As I stepped onto the floor, the terrible baby cries began again. I was shocked and listened attentively. The noises were coming from outside the room and this time I decided to get dressed before I investigated. Fully clothed and armed with an umbrella I stepped onto the porch and looked out at the fields as the dawn reformed the night sky. The noise was coming from just beyond the porch and I opened the umbrella and stepped out into the rain. A meter away from me in my peripheral vision I noticed something moving and the awful sounds were loud and insistent. There, almost at my feet, was a snake about a meter long doing its level best to swallow a massive frog. The green and red and black snake held the frog in its reticulated jaws, with the frogs eyes bulging manically and the most hideous cries coming from its throat. The snakes eyes were glazed and it would thrash its tail and with each spasm the frog would enter just a few millimeters more into the snake’s mouth. Two nasty fangs held the top of the frog’s head and there was no chance of its escaping. It was a hideous sight and one that made me want to wretch as I stumbled back in horror to the safety of the porch. I slumped into a chair and waited for the ghastly business to be over and finally the snake slithered into the rice paddy with its distended belly and its malevolent eyes and the sounds of death were no more.
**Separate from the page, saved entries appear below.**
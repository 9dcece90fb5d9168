use anyhow::Result;
use colored::Colorize;
use std::io::Write;
use std::time::Duration;

use crate::runner::ScenarioResult;

pub fn generate_console_report(
    out: &mut dyn Write,
    results: &[ScenarioResult],
    total_duration: Duration,
) -> Result<()> {
    writeln!(out)?;
    writeln!(out, "{}", "📊 Traffic Test Results Summary".bright_cyan().bold())?;
    writeln!(out, "{}", "================================".cyan())?;

    let total_tests = results.len();
    let passed_tests = results.iter().filter(|r| r.passed).count();
    let failed_tests = total_tests - passed_tests;

    writeln!(out, "Total scenario runs: {total_tests}")?;
    writeln!(out, "Passed: {}", passed_tests.to_string().green())?;
    writeln!(out, "Failed: {}", failed_tests.to_string().red())?;
    writeln!(out, "Success rate: {:.1}%", success_rate(passed_tests, total_tests))?;
    writeln!(out, "Total time: {total_duration:?}")?;
    writeln!(out)?;

    for result in results {
        let status = if result.passed {
            "✅ PASS".green()
        } else {
            "❌ FAIL".red()
        };

        writeln!(
            out,
            "{} {} (seed {})",
            status,
            result.scenario_name.bold(),
            result.seed
        )?;
        writeln!(
            out,
            "   Iterations: {}/{} successful",
            result.successful_iterations, result.iterations_run
        )?;
        writeln!(out, "   Average time: {:?}", result.average_duration)?;
        writeln!(
            out,
            "   Picks: {} spawned, {} deferred, {} load requests",
            result.totals.traffic_picks,
            result.totals.traffic_deferrals,
            result.totals.load_requests
        )?;

        if !result.failures.is_empty() {
            writeln!(out, "   Failures:")?;
            for failure in &result.failures {
                writeln!(out, "     • {}", failure.red())?;
            }
        }
        writeln!(out)?;
    }

    let fastest = results.iter().min_by_key(|r| r.average_duration);
    let slowest = results.iter().max_by_key(|r| r.average_duration);
    if let (Some(fastest), Some(slowest)) = (fastest, slowest) {
        writeln!(out, "{}", "⚡ Performance Summary".bright_yellow().bold())?;
        writeln!(out, "{}", "=====================".yellow())?;
        writeln!(
            out,
            "Fastest: {} ({:?})",
            fastest.scenario_name.green(),
            fastest.average_duration
        )?;
        writeln!(
            out,
            "Slowest: {} ({:?})",
            slowest.scenario_name.yellow(),
            slowest.average_duration
        )?;
    }
    Ok(())
}

pub fn generate_json_report(out: &mut dyn Write, results: &[ScenarioResult]) -> Result<()> {
    let json_output = serde_json::to_string_pretty(results)?;
    writeln!(out, "{json_output}")?;
    Ok(())
}

pub fn generate_markdown_report(out: &mut dyn Write, results: &[ScenarioResult]) -> Result<()> {
    writeln!(out, "# Traffic Randomizer Test Results\n")?;

    let total_tests = results.len();
    let passed_tests = results.iter().filter(|r| r.passed).count();

    writeln!(out, "## Summary\n")?;
    writeln!(out, "- **Total scenario runs**: {total_tests}")?;
    writeln!(out, "- **Passed**: {passed_tests}")?;
    writeln!(out, "- **Failed**: {}", total_tests - passed_tests)?;
    writeln!(
        out,
        "- **Success rate**: {:.1}%\n",
        success_rate(passed_tests, total_tests)
    )?;

    writeln!(out, "## Detailed Results\n")?;
    for result in results {
        let status = if result.passed { "✅" } else { "❌" };
        writeln!(
            out,
            "### {} {} (seed {})\n",
            status, result.scenario_name, result.seed
        )?;
        writeln!(
            out,
            "- **Iterations**: {}/{} successful",
            result.successful_iterations, result.iterations_run
        )?;
        writeln!(out, "- **Average time**: {:?}", result.average_duration)?;

        if !result.failures.is_empty() {
            writeln!(out, "- **Failures**:")?;
            for failure in &result.failures {
                writeln!(out, "  - {failure}")?;
            }
        }
        writeln!(out)?;
    }
    Ok(())
}

#[allow(clippy::cast_precision_loss)]
fn success_rate(passed: usize, total: usize) -> f64 {
    if total == 0 {
        return 0.0;
    }
    (passed as f64 / total as f64) * 100.0
}

#[cfg(test)]
mod tests {
    use super::*;
    use crate::runner::IterationStats;

    fn result(name: &str, passed: bool) -> ScenarioResult {
        ScenarioResult {
            scenario_name: name.to_string(),
            seed: 9,
            passed,
            iterations_run: 2,
            successful_iterations: usize::from(passed) * 2,
            failures: if passed {
                Vec::new()
            } else {
                vec!["Iteration 1 (seed 9): spawned non-resident model 411".to_string()]
            },
            average_duration: Duration::from_micros(40),
            totals: IterationStats::default(),
        }
    }

    #[test]
    fn markdown_lists_failures() {
        let mut buf = Vec::new();
        generate_markdown_report(&mut buf, &[result("smoke", true), result("cars-only", false)])
            .unwrap();
        let text = String::from_utf8(buf).unwrap();
        assert!(text.contains("- **Failed**: 1"));
        assert!(text.contains("### ❌ cars-only (seed 9)"));
        assert!(text.contains("spawned non-resident model 411"));
    }

    #[test]
    fn json_report_is_an_array() {
        let mut buf = Vec::new();
        generate_json_report(&mut buf, &[result("smoke", true)]).unwrap();
        let value: serde_json::Value = serde_json::from_slice(&buf).unwrap();
        assert_eq!(value[0]["scenario_name"], "smoke");
        assert_eq!(value[0]["passed"], true);
    }

    #[test]
    fn empty_results_have_zero_success_rate() {
        assert!(success_rate(0, 0).abs() < f64::EPSILON);
        let mut buf = Vec::new();
        generate_console_report(&mut buf, &[], Duration::ZERO).unwrap();
        assert!(!buf.is_empty());
    }
}
use traffic_core::{CategoryConfig, TrafficConfig, VehicleModelId};

/// Forced vehicle used by the override scenarios.
pub const FORCED_MODEL: VehicleModelId = VehicleModelId::known(560);

/// What an iteration must demonstrate beyond the shared invariants.
#[derive(Debug, Clone, Copy, PartialEq, Eq)]
pub enum Expectation {
    /// Shared invariants only.
    Invariants,
    /// Every streamed and spawned vehicle is a road car.
    CarsOnly,
    /// Every spawned vehicle is the forced model.
    ForcedAlways,
    /// The forced model is never resident, so nothing is ever spawned.
    ForcedNever,
    /// The first warm-up blocks once and every batch vehicle is resident.
    WarmUp,
    /// Occupant calls fault now and then; identities must survive.
    OccupantFaults,
    /// Half the car peds are not resident and must be replaced.
    PedSubstitution,
    /// Freight trains are routed through the boat handler.
    FreightAsBoat,
}

#[derive(Debug, Clone)]
pub struct TestScenario {
    pub name: &'static str,
    pub description: &'static str,
    pub frames: usize,
    pub expectation: Expectation,
}

impl TestScenario {
    /// Scenario configuration layered over the base config.
    #[must_use]
    pub fn configure(&self, base: &TrafficConfig) -> TrafficConfig {
        let mut config = base.clone();
        config.enabled = true;
        match self.expectation {
            Expectation::CarsOnly => config.with_categories(CategoryConfig::cars_only()),
            Expectation::ForcedAlways | Expectation::ForcedNever => {
                config.with_forced_vehicle(i32::from(FORCED_MODEL))
            }
            _ => config,
        }
    }
}

const SCENARIOS: &[TestScenario] = &[
    TestScenario {
        name: "smoke",
        description: "Default configuration through every hook",
        frames: 200,
        expectation: Expectation::Invariants,
    },
    TestScenario {
        name: "cars-only",
        description: "Only road cars may be streamed or spawned",
        frames: 400,
        expectation: Expectation::CarsOnly,
    },
    TestScenario {
        name: "forced-loaded",
        description: "Resident forced vehicle replaces every traffic pick",
        frames: 200,
        expectation: Expectation::ForcedAlways,
    },
    TestScenario {
        name: "forced-unloaded",
        description: "Forced vehicle that never becomes resident is never spawned",
        frames: 200,
        expectation: Expectation::ForcedNever,
    },
    TestScenario {
        name: "warm-up",
        description: "Initial vehicle batch is streamed in exactly once",
        frames: 50,
        expectation: Expectation::WarmUp,
    },
    TestScenario {
        name: "police-occupants",
        description: "Occupant population faults leave vehicle identity intact",
        frames: 150,
        expectation: Expectation::OccupantFaults,
    },
    TestScenario {
        name: "ped-guard",
        description: "Non-resident car peds fall back to the default ped",
        frames: 150,
        expectation: Expectation::PedSubstitution,
    },
    TestScenario {
        name: "freight-guard",
        description: "Freight trains spawned as boats skip track audio",
        frames: 150,
        expectation: Expectation::FreightAsBoat,
    },
];

#[must_use]
pub fn list_scenarios() -> &'static [TestScenario] {
    SCENARIOS
}

#[must_use]
pub fn get_scenario(name: &str) -> Option<&'static TestScenario> {
    SCENARIOS.iter().find(|s| s.name.eq_ignore_ascii_case(name))
}

/// Expand the CLI scenario list, where `all` selects every scenario.
#[must_use]
pub fn expand_scenarios(tokens: &[String]) -> Vec<String> {
    if tokens.iter().any(|t| t.eq_ignore_ascii_case("all")) {
        return SCENARIOS.iter().map(|s| s.name.to_string()).collect();
    }
    tokens.to_vec()
}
The day had begun. The world had merely been going about its business with snakes eating frogs, and my memories of children dying, bombs falling, mothers abandoning their babies, rain falling, and my lover a million miles away. I felt horribly alone. At the end of the garden the Balinese had the house temple and I walked there in the rain. Beneath the benevolent eyes of the Gods I cried and mournfully realized that all was as it ever was. Rain and tears, rain and tears, same same baba, same same.  At night in the fields sometimes even the stones must cry.